One of the favorite finds in the bag that gets a lot of feedback are concord grapes. Customers respond that they didn’t think that “grape juice flavor” was real. They didn’t know that there is a real fruit that tastes like a concord grape or that the concord grape flavor they loved in processed fruit drinks was derived from a real grape. Employers hope that teaching their employees to eat fresh minimally processed foods will help improve the over all health of their workforce.
Donna leverages her bag system to support new markets for farmers. Having a consistent customer base with Donna helps unusual products find their way to restaurants and other markets. Farmers can risk planting the unusual and the risky knowing they have a market with Donna. Customers have their food world expanded by allowing Field Goods to curate their groceries.

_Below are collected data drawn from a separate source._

//! Where the original artwork sits on a card image.

/// A rectangle in buffer pixel coordinates. Values are not rounded.
#[derive(Debug, Clone, Copy, PartialEq)]
pub struct PixelRect {
    pub x: f32,
    pub y: f32,
    pub width: f32,
    pub height: f32,
}

/// Percentage-based rectangle describing the card template's art area.
///
/// The rectangle is horizontally symmetric: `side_pct` is cut from both the
/// left and right edges. All fetched card images are assumed to share one
/// frame layout; cards with other frames get the same rectangle.
#[derive(Debug, Clone, Copy, PartialEq)]
pub struct ArtAreaRect {
    /// Distance from the top edge, percent of card height.
    pub top_pct: f32,
    /// Distance from the left and from the right edge, percent of card width.
    pub side_pct: f32,
    /// Height of the art area, percent of card height.
    pub height_pct: f32,
}

impl ArtAreaRect {
    /// Art area of the standard card frame.
    pub const CARD_TEMPLATE: ArtAreaRect = ArtAreaRect {
        top_pct: 11.0,
        side_pct: 8.0,
        height_pct: 45.0,
    };

    /// Resolve the rectangle against a buffer of `width` x `height` pixels.
    pub fn to_pixels(&self, width: u32, height: u32) -> PixelRect {
        let width = width as f32;
        let height = height as f32;
        let x = width * (self.side_pct / 100.0);
        let y = height * (self.top_pct / 100.0);
        PixelRect {
            x,
            y,
            width: width - 2.0 * x,
            height: height * (self.height_pct / 100.0),
        }
    }

    /// The rectangle as CSS-style `top`, `left`, `right` and `height` insets.
    pub fn css_insets(&self) -> String {
        format!(
            "top: {}%; left: {}%; right: {}%; height: {}%",
            self.top_pct, self.side_pct, self.side_pct, self.height_pct
        )
    }
}

impl Default for ArtAreaRect {
    fn default() -> Self {
        Self::CARD_TEMPLATE
    }
}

Local farmers tried the unusual caraflex “Cone Head” Cabbage, which is sweeter and thinner than standard cabbage and is what is used to make authentic german sauerkraut. Farmers discovered that the unusual shape kept it from selling well at Farmer’s Markets. Donna stepped in and bought quantities of the cabbage and sent them to her clients. Customers learned what to do with the odd shaped veggie through recipes on Field Goods’ website and enjoyed learning how to cook the odd yet delicious cabbage.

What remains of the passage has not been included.